¿Qué sería de nosotros sin Miguel?
Miguel Hernández frente a la Catedral de San Isaac en Leningrado, septiembre de 1937 |
Óscar de Pablo
Tú, el más puro y verdadero, tú el más real de todos,
tú el no desaparecido.
Vicente Aleixandre, hablando de Miguel Hernández
tú el no desaparecido.
Vicente Aleixandre, hablando de Miguel Hernández
I
Entre los nacidos en el sur de España en 1910, no era excepcional trabajar desde la infancia en labores como el pastoreo de cabras. Era perfectamente normal que la pobreza familiar frustrara las ambiciones de estudio de los jóvenes. Millones de muchachos se vieron a sí mismos en ese trance. Asimismo, fueron cientos, miles, los españoles pobres que en 1936 tomaron las armas y se volvieron combatientes rojos. Muchos de ellos lucharon en el frente campesino de Jaén.
Fueron también miles los que, tras la derrota de 1939, cayeron en las cárceles de Franco para ya no salir de ellas, sabiendo que sus familias pasaban literalmente hambre, pasando hambre ellos mismos. Hasta aquí, ésta es la trayectoria típica de toda una generación de españoles pobres. En cierto modo, es la historia común de las grandes mayorías de cualquier época y cualquier país.
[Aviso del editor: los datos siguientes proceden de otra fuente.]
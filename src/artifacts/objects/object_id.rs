//! Object identifier (SHA-1 hash)
//!
//! Object IDs are 40-character lowercase hexadecimal strings. They identify
//! commit records in the object store and file contents in the index.
//!
//! ## Format
//!
//! - Full: 40 hex characters (e.g., "abc123...def")
//! - Short: First 7 characters (e.g., "abc1234")
//!
//! ## Storage
//!
//! Commit objects are stored flat as `.twig/objects/<40-hex>`

use crate::artifacts::objects::OBJECT_ID_LENGTH;
use crate::errors::{Error, Result};
use sha1::{Digest, Sha1};
use std::path::PathBuf;

const SHORT_OID_LENGTH: usize = 7;

/// SHA-1 object identifier
///
/// Always holds exactly 40 lowercase hexadecimal characters.
#[derive(Debug, Clone, PartialEq, Eq, Hash, Default, PartialOrd, Ord)]
pub struct ObjectId(String);

impl ObjectId {
    /// Parse and validate an object ID from a string
    ///
    /// Uppercase hex digits are accepted and normalized to lowercase.
    pub fn try_parse(id: String) -> Result<Self> {
        if id.len() != OBJECT_ID_LENGTH {
            return Err(Error::malformed(
                "object id",
                format!("invalid length {} for '{}'", id.len(), id),
            ));
        }
        if !id.chars().all(|c| c.is_ascii_hexdigit()) {
            return Err(Error::malformed(
                "object id",
                format!("invalid characters in '{}'", id),
            ));
        }
        Ok(Self(id.to_ascii_lowercase()))
    }

    /// Build an object ID from a finished SHA-1 hasher
    pub fn from_hasher(hasher: Sha1) -> Self {
        Self(format!("{:x}", hasher.finalize()))
    }

    /// Hash a byte slice in one go
    pub fn hash_bytes(data: &[u8]) -> Self {
        let mut hasher = Sha1::new();
        hasher.update(data);
        Self::from_hasher(hasher)
    }

    /// Relative path of the object file inside the objects directory
    pub fn to_path(&self) -> PathBuf {
        PathBuf::from(&self.0)
    }

    /// First 7 characters of the hash
    pub fn to_short_oid(&self) -> String {
        self.0[..SHORT_OID_LENGTH].to_string()
    }
}

impl AsRef<str> for ObjectId {
    fn as_ref(&self) -> &str {
        &self.0
    }
}

impl std::fmt::Display for ObjectId {
    fn fmt(&self, f: &mut std::fmt::Formatter<'_>) -> std::fmt::Result {
        write!(f, "{}", self.0)
    }
}

#[cfg(test)]
mod tests {
    use super::*;
    use pretty_assertions::assert_eq;

    #[test]
    fn hashes_empty_input_like_sha1sum() {
        let oid = ObjectId::hash_bytes(b"");
        assert_eq!(oid.as_ref(), "da39a3ee5e6b4b0d3255bfef95601890afd80709");
        assert_eq!(oid.to_short_oid(), "da39a3e");
    }

    #[test]
    fn rejects_wrong_length_and_non_hex() {
        assert!(ObjectId::try_parse("abc".to_string()).is_err());
        assert!(ObjectId::try_parse("z".repeat(40)).is_err());
    }

    #[test]
    fn normalizes_uppercase_hex() {
        let oid = ObjectId::try_parse("A".repeat(40)).unwrap();
        assert_eq!(oid.as_ref(), "a".repeat(40));
    }
}
//! Merge algorithms
//!
//! - `bca_finder`: best common ancestor and ancestry checks over the commit graph
//! - `merge_plan`: per-side file changes since the ancestor and divergence detection

pub mod bca_finder;
pub mod merge_plan;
Terriblemente simple, es apenas la historia universal del hambre.
Sin embargo, esta epopeya cobra un brillo dramático particular si damos a quien la vive un rostro distinguible. Sobre todo si es el rostro entrañable de uno de los poetas más significativos de la lengua española del siglo XX: Miguel Hernández.
Quizá hizo falta conocer las cosas con las manos, a través del trabajo y la carencia, para aprehender su verdadera naturaleza sensible: su aspecto, su olor, el sonido de las palabras que las nombran. Quizá hizo falta leer a Góngora y a Quevedo tumbado en los prados oriolanos para asimilar su lengua tan profundamente. Quizá hizo falta aparecer de pronto trasportado, de las tertulias parroquiales de Orihuela, al centro del mundo cultural, a la intimidad con Neruda y los poetas del ’27, para apreciar el significado de las vanguardias de un modo tan único. Quizá hizo falta todo eso para realizar lo que parece la más simple de las operaciones: contar con veracidad el sencillo dolor y el sencillo gozo de millones de hombres.
II
Pero, además, para lograr esta poesía hizo falta una muy particular fibra moral.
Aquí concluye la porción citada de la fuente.